The bill strengthens protections and creates procedures for confidential electronic attorney‑client communications in prisons, but it still allows warrant‑based access and creates operational and interim risks (data retention, verification barriers, and chilling effects) that could erode those protections in practice.
Incarcerated people and their attorneys retain confidential electronic attorney‑client communications that are protected from routine monitoring and may be shielded from use as evidence if accessed improperly.
The bill limits government review of privileged electronic messages by requiring higher authorization (a warrant plus senior DOJ approval) and restricting the Attorney General from routine reading of contents, reducing the risk of improper evidence collection.

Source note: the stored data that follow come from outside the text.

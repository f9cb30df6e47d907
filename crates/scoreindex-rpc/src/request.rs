//! JSON-RPC 2.0 wire types.

use serde::{Deserialize, Serialize};
use serde_json::Value;

/// A JSON-RPC 2.0 request.
///
/// `params` is a JSON value so by-name (object) params, which Starknet's
/// `starknet_getEvents` uses, are expressed as directly as positional ones.
#[derive(Debug, Clone, Serialize, Deserialize)]
pub struct JsonRpcRequest {
    pub jsonrpc: String,
    pub method: String,
    pub params: Value,
    pub id: u64,
}

impl JsonRpcRequest {
    pub fn new(id: u64, method: impl Into<String>, params: Value) -> Self {
        Self {
            jsonrpc: "2.0".into(),
            method: method.into(),
            params,
            id,
        }
    }
}

/// A JSON-RPC 2.0 error object.
#[derive(Debug, Clone, PartialEq, Serialize, Deserialize)]
pub struct JsonRpcError {
    pub code: i64,
    pub message: String,
    #[serde(skip_serializing_if = "Option::is_none")]
    pub data: Option<Value>,
}

impl std::fmt::Display for JsonRpcError {
    fn fmt(&self, f: &mut std::fmt::Formatter<'_>) -> std::fmt::Result {
        write!(f, "JSON-RPC error {}: {}", self.code, self.message)
    }
}

/// A JSON-RPC 2.0 response.
#[derive(Debug, Clone, Serialize, Deserialize)]
pub struct JsonRpcResponse {
    pub jsonrpc: String,
    #[serde(default)]
    pub id: Value,
    #[serde(skip_serializing_if = "Option::is_none")]
    pub result: Option<Value>,
    #[serde(skip_serializing_if = "Option::is_none")]
    pub error: Option<JsonRpcError>,
}

impl JsonRpcResponse {
    /// Successful response carrying `result`.
    pub fn ok(id: u64, result: Value) -> Self {
        Self {
            jsonrpc: "2.0".into(),
            id: Value::from(id),
            result: Some(result),
            error: None,
        }
    }

    /// The result value, or the node's error object.
    pub fn into_result(self) -> Result<Value, JsonRpcError> {
        match self.error {
            Some(err) => Err(err),
            None => Ok(self.result.unwrap_or(Value::Null)),
        }
    }
}

#[cfg(test)]
mod tests {
    use super::*;
    use serde_json::json;

    #[test]
    fn request_with_named_params() {
        let req = JsonRpcRequest::new(7, "starknet_getEvents", json!({ "filter": { "chunk_size": 10 } }));
        let v = serde_json::to_value(&req).unwrap();
        assert_eq!(v["jsonrpc"], "2.0");
        assert_eq!(v["id"], 7);
        assert_eq!(v["params"]["filter"]["chunk_size"], 10);
    }

    #[test]
    fn response_error_wins_over_result() {
        let resp: JsonRpcResponse = serde_json::from_value(json!({
            "jsonrpc": "2.0",
            "id": 1,
            "error": { "code": 24, "message": "Block not found" }
        }))
        .unwrap();
        let err = resp.into_result().unwrap_err();
        assert_eq!(err.code, 24);
    }

    #[test]
    fn response_ok_roundtrip() {
        let resp = JsonRpcResponse::ok(3, json!({ "events": [] }));
        assert_eq!(resp.into_result().unwrap(), json!({ "events": [] }));
    }
}
//! scoreindex-rpc: JSON-RPC 2.0 transport for the event source.
//!
//! - [`RpcTransport`]: async trait the event source is written against
//! - [`HttpRpcClient`]: `reqwest` transport with request timeout, retry and rate limiting
//! - [`TransportError`]: structured transport failures

pub mod error;
pub mod http;
pub mod policy;
pub mod request;
pub mod transport;

pub use error::TransportError;
pub use http::{HttpClientConfig, HttpRpcClient};
pub use policy::{RateLimiter, RateLimiterConfig, RetryConfig, RetryPolicy};
pub use request::{JsonRpcError, JsonRpcRequest, JsonRpcResponse};
pub use transport::RpcTransport;
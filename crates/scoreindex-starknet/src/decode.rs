//! `starknet_getEvents` response types and game-finished decoding.

use serde::{Deserialize, Serialize};

use scoreindex_core::address::normalize_address;
use scoreindex_core::error::SyncError;
use scoreindex_core::types::{DecodeFailure, GameFinishedEvent};

/// Positions of the game-finished fields inside `data`.
const GAME_ID_INDEX: usize = 1;
const WINNER_INDEX: usize = 3;
const LOSER_INDEX: usize = 5;

/// A raw emitted event as returned by `starknet_getEvents`.
#[derive(Debug, Clone, PartialEq, Eq, Serialize, Deserialize)]
pub struct EmittedEvent {
    pub from_address: String,
    #[serde(default)]
    pub keys: Vec<String>,
    #[serde(default)]
    pub data: Vec<String>,
    /// Absent for events from the pending block.
    #[serde(default)]
    pub block_number: Option<u64>,
    #[serde(default)]
    pub block_hash: Option<String>,
    #[serde(default)]
    pub transaction_hash: Option<String>,
}

/// One page of `starknet_getEvents` results.
#[derive(Debug, Clone, Default, Serialize, Deserialize)]
pub struct EventsPage {
    pub events: Vec<EmittedEvent>,
    #[serde(default)]
    pub continuation_token: Option<String>,
}

/// Map an emitted event's positional data to a [`GameFinishedEvent`].
///
/// `data[1]` is the game id, `data[3]` the winner and `data[5]` the loser;
/// both addresses are normalized.
pub fn decode_game_finished(raw: &EmittedEvent) -> Result<GameFinishedEvent, DecodeFailure> {
    let block_number = raw.block_number.unwrap_or_default();
    let field = |index: usize, name: &str| {
        raw.data.get(index).ok_or_else(|| DecodeFailure {
            block_number,
            reason: format!(
                "data has {} fields, {name} expected at index {index}",
                raw.data.len()
            ),
        })
    };
    let address = |index: usize, name: &str| {
        let value = field(index, name)?;
        normalize_address(value).map_err(|e| DecodeFailure {
            block_number,
            reason: match e {
                SyncError::Decode { reason, .. } => format!("{name}: {reason}"),
                other => format!("{name}: {other}"),
            },
        })
    };

    Ok(GameFinishedEvent {
        game_id: field(GAME_ID_INDEX, "game id")?.clone(),
        winner: address(WINNER_INDEX, "winner")?,
        loser: address(LOSER_INDEX, "loser")?,
        block_number,
    })
}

Provides clear definitions and a two‑year implementation timeline for the Department of Justice and Bureau of Prisons to set up protected electronic attorney‑client communications, giving agencies guidance to operationalize the protections.
BOP may retain the contents of privileged messages until an individual's release, creating a sustained risk that sensitive communications could be exposed through data breaches or unauthorized access.
Law enforcement can obtain privileged electronic communications with a warrant, which may permit intrusive access into confidential attorney‑client exchanges during investigations.
Requiring identity and licensure verification for attorneys to use the system may delay or impede timely legal communications, disproportionately affecting indigent clients, pro bono counsel, and others with limited resources.
Based on analysis of 2 sections of legislative text.
Introduced February 11, 2026 by Ronald Lee Wyden · Last progress February 11, 2026
Requires the Attorney General to develop or update, within two years, a system allowing incarcerated people to send and receive electronic communications while protecting the confidentiality of attorney-client privileged electronic messages. The system must exclude routine monitoring of privileged communications, limit access to privileged content to law enforcement only with a court-issued warrant and high-level departmental approval, require privilege-review procedures, and permit suppression of evidence obtained in violation of these rules.